START Available records
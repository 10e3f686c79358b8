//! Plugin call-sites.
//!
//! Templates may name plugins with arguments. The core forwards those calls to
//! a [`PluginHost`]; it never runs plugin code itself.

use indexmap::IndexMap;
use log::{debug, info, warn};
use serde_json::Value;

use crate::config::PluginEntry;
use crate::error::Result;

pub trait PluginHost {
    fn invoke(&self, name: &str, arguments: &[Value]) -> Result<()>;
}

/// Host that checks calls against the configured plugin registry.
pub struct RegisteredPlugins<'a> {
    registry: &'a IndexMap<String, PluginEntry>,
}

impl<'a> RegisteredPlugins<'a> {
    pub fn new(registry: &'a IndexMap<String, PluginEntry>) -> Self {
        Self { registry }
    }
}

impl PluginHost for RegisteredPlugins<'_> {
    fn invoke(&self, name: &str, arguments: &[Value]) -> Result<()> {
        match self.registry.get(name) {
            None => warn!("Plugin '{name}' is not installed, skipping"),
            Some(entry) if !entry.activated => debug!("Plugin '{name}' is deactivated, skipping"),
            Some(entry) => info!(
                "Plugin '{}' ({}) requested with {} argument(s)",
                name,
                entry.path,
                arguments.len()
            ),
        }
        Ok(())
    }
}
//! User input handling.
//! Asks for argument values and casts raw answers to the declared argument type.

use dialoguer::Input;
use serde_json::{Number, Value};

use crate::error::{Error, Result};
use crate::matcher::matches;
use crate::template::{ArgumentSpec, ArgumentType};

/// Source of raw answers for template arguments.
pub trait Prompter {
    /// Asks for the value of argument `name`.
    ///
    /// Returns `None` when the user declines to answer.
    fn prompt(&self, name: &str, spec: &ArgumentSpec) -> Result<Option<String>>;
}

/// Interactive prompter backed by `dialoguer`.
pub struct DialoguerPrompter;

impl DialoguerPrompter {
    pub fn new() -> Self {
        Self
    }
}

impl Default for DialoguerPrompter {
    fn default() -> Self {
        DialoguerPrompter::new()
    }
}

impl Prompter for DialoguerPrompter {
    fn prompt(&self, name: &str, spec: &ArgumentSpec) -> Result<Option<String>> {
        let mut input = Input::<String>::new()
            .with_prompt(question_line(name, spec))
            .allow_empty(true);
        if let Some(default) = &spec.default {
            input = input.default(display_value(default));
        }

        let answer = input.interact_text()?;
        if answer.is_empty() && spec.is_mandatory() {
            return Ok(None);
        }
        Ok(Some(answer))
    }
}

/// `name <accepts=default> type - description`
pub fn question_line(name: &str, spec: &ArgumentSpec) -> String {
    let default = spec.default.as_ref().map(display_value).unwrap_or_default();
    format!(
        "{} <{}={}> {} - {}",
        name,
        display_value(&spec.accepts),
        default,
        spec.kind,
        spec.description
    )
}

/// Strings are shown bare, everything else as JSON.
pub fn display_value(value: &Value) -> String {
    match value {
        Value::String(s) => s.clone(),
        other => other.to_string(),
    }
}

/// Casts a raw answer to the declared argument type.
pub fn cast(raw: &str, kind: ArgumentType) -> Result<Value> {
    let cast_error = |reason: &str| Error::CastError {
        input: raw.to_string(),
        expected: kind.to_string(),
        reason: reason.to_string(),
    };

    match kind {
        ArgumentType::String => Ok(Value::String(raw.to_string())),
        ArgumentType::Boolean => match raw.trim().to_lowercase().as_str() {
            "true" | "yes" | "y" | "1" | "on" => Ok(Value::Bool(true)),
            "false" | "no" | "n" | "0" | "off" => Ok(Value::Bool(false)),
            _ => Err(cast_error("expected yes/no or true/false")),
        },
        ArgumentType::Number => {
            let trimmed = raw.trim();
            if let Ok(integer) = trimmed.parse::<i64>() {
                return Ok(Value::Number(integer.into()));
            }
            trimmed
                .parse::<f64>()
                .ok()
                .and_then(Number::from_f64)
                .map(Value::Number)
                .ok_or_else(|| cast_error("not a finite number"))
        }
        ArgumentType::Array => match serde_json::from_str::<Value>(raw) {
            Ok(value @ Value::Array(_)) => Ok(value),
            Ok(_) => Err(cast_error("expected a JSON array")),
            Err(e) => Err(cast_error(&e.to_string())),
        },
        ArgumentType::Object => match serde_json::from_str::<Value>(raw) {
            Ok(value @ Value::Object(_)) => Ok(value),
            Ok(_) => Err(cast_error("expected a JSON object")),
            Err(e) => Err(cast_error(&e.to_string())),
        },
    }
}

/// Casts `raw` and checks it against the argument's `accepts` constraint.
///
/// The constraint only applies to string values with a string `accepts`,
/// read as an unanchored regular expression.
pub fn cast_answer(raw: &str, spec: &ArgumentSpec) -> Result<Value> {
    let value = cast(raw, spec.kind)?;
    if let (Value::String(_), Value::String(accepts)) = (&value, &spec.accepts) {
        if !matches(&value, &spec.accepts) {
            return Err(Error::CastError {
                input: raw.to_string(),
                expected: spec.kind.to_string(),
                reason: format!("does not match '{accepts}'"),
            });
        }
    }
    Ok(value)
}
END Available records
Task brief => Nothing in the records may change; output all of them exactly.

Response to this exercise =>
repository 10e3f686c79358b8
//! Plugin call-sites.
//!
//! Templates may name plugins with arguments. The core forwards those calls to
//! a [`PluginHost`]; it never runs plugin code itself.

use indexmap::IndexMap;
use log::{debug, info, warn};
use serde_json::Value;

use crate::config::PluginEntry;
use crate::error::Result;

pub trait PluginHost {
    fn invoke(&self, name: &str, arguments: &[Value]) -> Result<()>;
}

/// Host that checks calls against the configured plugin registry.
pub struct RegisteredPlugins<'a> {
    registry: &'a IndexMap<String, PluginEntry>,
}

impl<'a> RegisteredPlugins<'a> {
    pub fn new(registry: &'a IndexMap<String, PluginEntry>) -> Self {
        Self { registry }
    }
}

impl PluginHost for RegisteredPlugins<'_> {
    fn invoke(&self, name: &str, arguments: &[Value]) -> Result<()> {
        match self.registry.get(name) {
            None => warn!("Plugin '{name}' is not installed, skipping"),
            Some(entry) if !entry.activated => debug!("Plugin '{name}' is deactivated, skipping"),
            Some(entry) => info!(
                "Plugin '{}' ({}) requested with {} argument(s)",
                name,
                entry.path,
                arguments.len()
            ),
        }
        Ok(())
    }
}
//! User input handling.
//! Asks for argument values and casts raw answers to the declared argument type.

use dialoguer::Input;
use serde_json::{Number, Value};

use crate::error::{Error, Result};
use crate::matcher::matches;
use crate::template::{ArgumentSpec, ArgumentType};

/// Source of raw answers for template arguments.
pub trait Prompter {
    /// Asks for the value of argument `name`.
    ///
    /// Returns `None` when the user declines to answer.
    fn prompt(&self, name: &str, spec: &ArgumentSpec) -> Result<Option<String>>;
}

/// Interactive prompter backed by `dialoguer`.
pub struct DialoguerPrompter;

impl DialoguerPrompter {
    pub fn new() -> Self {
        Self
    }
}

impl Default for DialoguerPrompter {
    fn default() -> Self {
        DialoguerPrompter::new()
    }
}

impl Prompter for DialoguerPrompter {
    fn prompt(&self, name: &str, spec: &ArgumentSpec) -> Result<Option<String>> {
        let mut input = Input::<String>::new()
            .with_prompt(question_line(name, spec))
            .allow_empty(true);
        if let Some(default) = &spec.default {
            input = input.default(display_value(default));
        }

        let answer = input.interact_text()?;
        if answer.is_empty() && spec.is_mandatory() {
            return Ok(None);
        }
        Ok(Some(answer))
    }
}

/// `name <accepts=default> type - description`
pub fn question_line(name: &str, spec: &ArgumentSpec) -> String {
    let default = spec.default.as_ref().map(display_value).unwrap_or_default();
    format!(
        "{} <{}={}> {} - {}",
        name,
        display_value(&spec.accepts),
        default,
        spec.kind,
        spec.description
    )
}

/// Strings are shown bare, everything else as JSON.
pub fn display_value(value: &Value) -> String {
    match value {
        Value::String(s) => s.clone(),
        other => other.to_string(),
    }
}

/// Casts a raw answer to the declared argument type.
pub fn cast(raw: &str, kind: ArgumentType) -> Result<Value> {
    let cast_error = |reason: &str| Error::CastError {
        input: raw.to_string(),
        expected: kind.to_string(),
        reason: reason.to_string(),
    };

    match kind {
        ArgumentType::String => Ok(Value::String(raw.to_string())),
        ArgumentType::Boolean => match raw.trim().to_lowercase().as_str() {
            "true" | "yes" | "y" | "1" | "on" => Ok(Value::Bool(true)),
            "false" | "no" | "n" | "0" | "off" => Ok(Value::Bool(false)),
            _ => Err(cast_error("expected yes/no or true/false")),
        },
        ArgumentType::Number => {
            let trimmed = raw.trim();
            if let Ok(integer) = trimmed.parse::<i64>() {
                return Ok(Value::Number(integer.into()));
            }
            trimmed
                .parse::<f64>()
                .ok()
                .and_then(Number::from_f64)
                .map(Value::Number)
                .ok_or_else(|| cast_error("not a finite number"))
        }
        ArgumentType::Array => match serde_json::from_str::<Value>(raw) {
            Ok(value @ Value::Array(_)) => Ok(value),
            Ok(_) => Err(cast_error("expected a JSON array")),
            Err(e) => Err(cast_error(&e.to_string())),
        },
        ArgumentType::Object => match serde_json::from_str::<Value>(raw) {
            Ok(value @ Value::Object(_)) => Ok(value),
            Ok(_) => Err(cast_error("expected a JSON object")),
            Err(e) => Err(cast_error(&e.to_string())),
        },
    }
}

/// Casts `raw` and checks it against the argument's `accepts` constraint.
///
/// The constraint only applies to string values with a string `accepts`,
/// read as an unanchored regular expression.
pub fn cast_answer(raw: &str, spec: &ArgumentSpec) -> Result<Value> {
    let value = cast(raw, spec.kind)?;
    if let (Value::String(_), Value::String(accepts)) = (&value, &spec.accepts) {
        if !matches(&value, &spec.accepts) {
            return Err(Error::CastError {
                input: raw.to_string(),
                expected: spec.kind.to_string(),
                reason: format!("does not match '{accepts}'"),
            });
        }
    }
    Ok(value)
}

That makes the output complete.